The next day we took him to a supermarket to buy him toiletries. I have always known him to be a frugal, even parsimonious man. He saves things rather than use them. A few months ago at his house in Ahmedabad, I found in his closet unused bottles of after shave lotion and several shirts I had presented him nearly 15 years ago. After we reached our home in Goa, I saw his toiletry kit, which was indescribably modest including two throwaway shaving razors that were past their prime at least five years ago. That’s when we went to the store to buy him new supplies.

He was delighted to receive them and kept rummaging in the bag and looking at his new things through the car journey back home. Promptly, he squirreled them away into his suitcase. Knowing his abstemious mindset, I threw away all his past due date toiletries. The next morning and I don't know how, he retrieved his old shaving razor from the waste basket. However, my hope stayed kindled in that he has started using his new stuff; it is a minor victory in my battle to change his ways.

I am no psychiatrist but I feel that as a man alone now, he has a chance to experience new things, especially ease and choice that he long denied himself. My belief is that the new lifestyle might slow down his steady and inevitable mental decline. Nobody really understands Alzheimer’s. There have been many attempts to research and explain the disease in genetic and medical terms. In my layman’s view, it is about individuals, who have been misfits and therefore turned to simplistic views about life: their definitions of success and their existential happenstance.

The late Ronald Reagan is a classic example. He started out as an actor, never succeeded, got into screen politics, waltzed into the position of the governor of America’s golden state, California and went on to become a two-term occupant of the White House. For all the mythmaking, Reagan was never really cut out for the job and only acted the part…and that too in a B-grade performance. On his watch, certain earth-shaking events took place, primarily the implosion of the Soviet Union. He is revered today for starting a conservative revolution in the United States; his acolytes claim the credit for re-ordering the world.

Whatever Reagan did, he slipped into the personal hell of Alzheimer’s. My view is that his simplistic, black-and-white view of the world left no room for critical assessments. I can see the same happening to my father. He told my wife, “I don’t read because I did all the reading that was needed to top all my exams. Why should I clutter up my mind with useless things?” To add to that, he had no friends, no interests: literature or music or art or theater or even television, cricket and cinema. Alzheimer’s came later; his blankness dates back nearly 40 years, which is 10 years before he retired from his job as a senior government official.

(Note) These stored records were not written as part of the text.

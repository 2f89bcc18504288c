//! Scoring, ranking, and tie-break engine for martial-arts tournament events.
//!
//! The engine turns a set of competitor score rows into stable competition
//! ranks, surfaces score ties on the podium for an operator to resolve,
//! computes seasonal points, and persists the result back to the record
//! store row by row:
//!
//! 1. [`flow::ScoringService::load_standings`] fetches rows and re-derives
//!    ranks and tie groups from the scores (stored rank state is never
//!    trusted across loads).
//! 2. [`tiebreak`] flags unresolved tie groups within the podium and, once
//!    the operator has picked winners in order, assigns consecutive final
//!    ranks, medals, and points.
//! 3. [`persist`] writes the resolved state back field by field per row,
//!    collecting per-row failures without rolling back rows that succeeded.
//!
//! Ranking and resolution are pure; only the store round-trips are async.
//! The record store is injected via [`store::client::ScoreStore`], so the
//! whole engine runs against the in-memory fake in tests.

pub mod flow;
pub mod persist;
pub mod points;
pub mod ranking;
pub mod tiebreak;

pub use shiai_store as store;
pub use shiai_store::{CompetitorScore, Medal, TieBreakStatus, TournamentClass};
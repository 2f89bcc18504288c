use crate::points::points_for;
use crate::ranking::{self, PODIUM_SIZE, TieGroup};
use log::warn;
use serde_json::Value;
use shiai_store::{CompetitorScore, Medal, TieBreakStatus, TournamentClass};
use std::fmt;

// ---------------------------------------------------------------------------
// Detection
// ---------------------------------------------------------------------------

/// Tie groups that intersect the podium, best score first.
///
/// The scan walks the standings downward and stops once the running
/// competitor count passes the podium; a group straddling the rank-3
/// boundary is still included because its starting rank is inside it.
pub fn podium_tie_groups(scores: &[CompetitorScore]) -> Vec<TieGroup> {
    let mut podium = Vec::new();
    for group in ranking::tie_groups(scores) {
        if group.rank > PODIUM_SIZE {
            break;
        }
        podium.push(group);
    }
    podium
}

/// Podium tie groups where at least one member has never been through a
/// tie-break. These are the groups the operator still has to resolve.
pub fn unresolved_podium_groups(scores: &[CompetitorScore]) -> Vec<TieGroup> {
    podium_tie_groups(scores)
        .into_iter()
        .filter(|group| !group_resolved(scores, group))
        .collect()
}

/// One resolved/unresolved flag per podium tie group, best score first.
pub fn group_resolution_flags(scores: &[CompetitorScore]) -> Vec<bool> {
    podium_tie_groups(scores)
        .iter()
        .map(|group| group_resolved(scores, group))
        .collect()
}

/// Whether any podium competitor carries a recorded winner order. Drives the
/// "redo tie-break" affordance: something was resolved here before.
pub fn has_resolved_podium_ties(scores: &[CompetitorScore]) -> bool {
    ranking::compute_ranks(scores).iter().any(|s| {
        s.rank.is_some_and(|r| r <= PODIUM_SIZE)
            && matches!(s.tie_break, TieBreakStatus::Selected { .. })
    })
}

fn group_resolved(scores: &[CompetitorScore], group: &TieGroup) -> bool {
    group.member_ids.iter().all(|id| {
        scores
            .iter()
            .find(|s| &s.id == id)
            .is_some_and(|s| s.tie_break.is_set())
    })
}

// ---------------------------------------------------------------------------
// Winner references
// ---------------------------------------------------------------------------

/// An operator-supplied winner pick.
///
/// UI layers hand these over either as raw score-row id strings or as JSON
/// objects carrying the id under `id`/`score_id`/`scoreId`; both forms
/// resolve to the same reference.
#[derive(Debug, Clone, PartialEq, Eq)]
pub struct WinnerRef(String);

impl WinnerRef {
    pub fn id(&self) -> &str {
        &self.0
    }

    pub fn from_value(value: &Value) -> Option<Self> {
        match value {
            Value::String(s) if !s.is_empty() => Some(Self(s.clone())),
            Value::Object(map) => ["id", "score_id", "scoreId"]
                .iter()
                .find_map(|key| map.get(*key).and_then(Value::as_str))
                .map(|s| Self(s.to_owned())),
            _ => None,
        }
    }
}

impl From<&str> for WinnerRef {
    fn from(id: &str) -> Self {
        Self(id.to_owned())
    }
}

impl From<String> for WinnerRef {
    fn from(id: String) -> Self {
        Self(id)
    }
}

/// Extract winner references from raw UI input, dropping malformed entries.
pub fn winner_refs(values: &[Value]) -> Vec<WinnerRef> {
    values
        .iter()
        .filter_map(|value| {
            let parsed = WinnerRef::from_value(value);
            if parsed.is_none() {
                warn!("ignoring malformed winner reference: {value}");
            }
            parsed
        })
        .collect()
}

// ---------------------------------------------------------------------------
// Resolution
// ---------------------------------------------------------------------------

#[derive(Debug, Clone, PartialEq, Eq)]
pub enum ResolveError {
    /// None of the supplied winner references matched a member of the group.
    NoMatchedWinners,
    /// Fewer than two members — there is no tie to break.
    NotATie,
}

impl fmt::Display for ResolveError {
    fn fmt(&self, f: &mut fmt::Formatter<'_>) -> fmt::Result {
        match self {
            ResolveError::NoMatchedWinners => {
                write!(f, "no winner reference matched a tie-group member")
            }
            ResolveError::NotATie => write!(f, "tie group needs at least two members"),
        }
    }
}

/// Resolve one tie group with the operator's winner order.
///
/// Winners receive consecutive final ranks starting at the group's shared
/// rank, in the chosen order; the remaining members continue the sequence in
/// their pre-existing relative order as `Unselected`. Medals and points
/// derive from each assigned final rank. Unmatched or duplicate winner
/// references are logged and skipped; a winner list that matches nothing is
/// an error so callers can report the no-op.
///
/// The working copy is cleared to its pre-tie-break state before anything is
/// assigned, so re-resolving an already-resolved group can never compound
/// earlier final ranks. Callers persisting the result must still await the
/// persisted reset of the group before writing (see `flow`).
pub fn resolve_tie(
    members: &[CompetitorScore],
    winners: &[WinnerRef],
    class: Option<TournamentClass>,
    field_size: u32,
) -> Result<Vec<CompetitorScore>, ResolveError> {
    if members.len() < 2 {
        return Err(ResolveError::NotATie);
    }
    let base_rank = members.iter().filter_map(|m| m.rank).min().unwrap_or(1);

    let mut resolved: Vec<CompetitorScore> =
        members.iter().cloned().map(clear_resolution).collect();

    // Winner order as indices into the group, bad references dropped.
    let mut order: Vec<usize> = Vec::new();
    for winner in winners {
        match resolved.iter().position(|m| m.id == winner.id()) {
            Some(idx) if !order.contains(&idx) => order.push(idx),
            Some(_) => warn!("duplicate winner reference {}; ignoring", winner.id()),
            None => warn!("winner reference {} is not in the tie group; skipping", winner.id()),
        }
    }
    if order.is_empty() {
        return Err(ResolveError::NoMatchedWinners);
    }

    let mut next_rank = base_rank;
    for (position, &idx) in order.iter().enumerate() {
        let status = TieBreakStatus::Selected { order: position as u32 + 1 };
        assign(&mut resolved[idx], next_rank, status, class, field_size);
        next_rank += 1;
    }
    for idx in 0..resolved.len() {
        if order.contains(&idx) {
            continue;
        }
        assign(&mut resolved[idx], next_rank, TieBreakStatus::Unselected, class, field_size);
        next_rank += 1;
    }

    Ok(resolved)
}

fn clear_resolution(mut score: CompetitorScore) -> CompetitorScore {
    score.final_rank = None;
    score.medal = None;
    score.points = 0;
    score.tie_break = TieBreakStatus::Unset;
    score
}

fn assign(
    score: &mut CompetitorScore,
    final_rank: u32,
    status: TieBreakStatus,
    class: Option<TournamentClass>,
    field_size: u32,
) {
    score.final_rank = Some(final_rank);
    score.medal = Medal::from_rank(final_rank);
    score.points = points_for(class, final_rank, field_size);
    score.tie_break = status;
}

The biggest tragedy in dealing with my father is we have to forget my mother. Already, he is certain that the fuss and the funeral had to do with his mother, who died 42 years ago, when he was just 45. He has no remembrance; at least not that is publicly expressed that his wife is gone, just 20 days short of their 60th wedding anniversary.

In the 12 days since my mother went away, I have grown to be the 59 years that I am. Until April 21, I felt I was just 19.